» YOUR OBJECTIVE: Using the data below, copy out all lines with the word "socket".
◇ ◇ ◇ ◇ ◇
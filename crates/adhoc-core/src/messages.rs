//! Effects produced by the hub.
//!
//! The hub never writes to a socket. Each call returns a `Vec<Output>`
//! which the caller must apply **in order**: a `Close` for a session
//! always comes after every `Send` queued for it in the same batch.

use std::fmt;

use adhoc_protocol::ServerPacket;

use crate::error::Violation;
use crate::session::SessionId;

#[derive(Debug, Clone, PartialEq, Eq)]
pub enum Output {
    /// Encode `packet` and queue it on the session's connection.
    Send { to: SessionId, packet: ServerPacket },

    /// The session is gone from the topology; close its connection.
    Close {
        session: SessionId,
        reason: LogoutReason,
    },
}

impl Output {
    pub fn send(to: SessionId, packet: ServerPacket) -> Self {
        Output::Send { to, packet }
    }

    pub fn close(session: SessionId, reason: LogoutReason) -> Self {
        Output::Close { session, reason }
    }

    /// Session this output is addressed to.
    pub fn session(&self) -> SessionId {
        match self {
            Output::Send { to, .. } => *to,
            Output::Close { session, .. } => *session,
        }
    }
}

/// Why a session was logged out.
#[derive(Debug, Clone, PartialEq, Eq)]
pub enum LogoutReason {
    Violation(Violation),
    /// EOF or socket error.
    ConnectionLost,
    TimedOut,
    Shutdown,
}

impl fmt::Display for LogoutReason {
    fn fmt(&self, f: &mut fmt::Formatter<'_>) -> fmt::Result {
        match self {
            LogoutReason::Violation(v) => write!(f, "protocol violation: {}", v),
            LogoutReason::ConnectionLost => f.write_str("connection lost"),
            LogoutReason::TimedOut => f.write_str("timed out"),
            LogoutReason::Shutdown => f.write_str("server shutdown"),
        }
    }
}

impl From<Violation> for LogoutReason {
    fn from(v: Violation) -> Self {
        LogoutReason::Violation(v)
    }
}
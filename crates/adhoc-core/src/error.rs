//! Error types for the hub core.
//!
//! Neither type ever reaches the wire. A [`Violation`] logs the session
//! out; a [`Refusal`] drops the connection before a session exists.

use adhoc_protocol::ProtocolError;
use thiserror::Error;

use crate::session::SessionState;

/// Protocol misuse by a connected client. Always fatal to the session.
#[derive(Debug, Clone, PartialEq, Eq, Error)]
pub enum Violation {
    #[error("opcode {opcode} not allowed while {state}")]
    UnexpectedOpcode { state: SessionState, opcode: u8 },

    #[error("invalid login (bad MAC, nickname or product code)")]
    InvalidLogin,

    #[error("invalid group name")]
    InvalidGroupName,

    #[error("already in a group")]
    AlreadyGrouped,

    #[error("not in a group")]
    NotGrouped,

    #[error("receive buffer overflow")]
    BufferOverflow,

    #[error("malformed frame: {0}")]
    Malformed(ProtocolError),
}

/// Reasons a new connection is turned away at accept time.
#[derive(Debug, Copy, Clone, PartialEq, Eq, Error)]
pub enum Refusal {
    #[error("server full")]
    ServerFull,

    #[error("another session is already connected from this address")]
    DuplicateIp,
}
◇ ◇ ◇ ◇ ◇
» RESULT FOR THIS EXERCISE:
//! The hub never writes to a socket. Each call returns a `Vec<Output>`
    /// EOF or socket error.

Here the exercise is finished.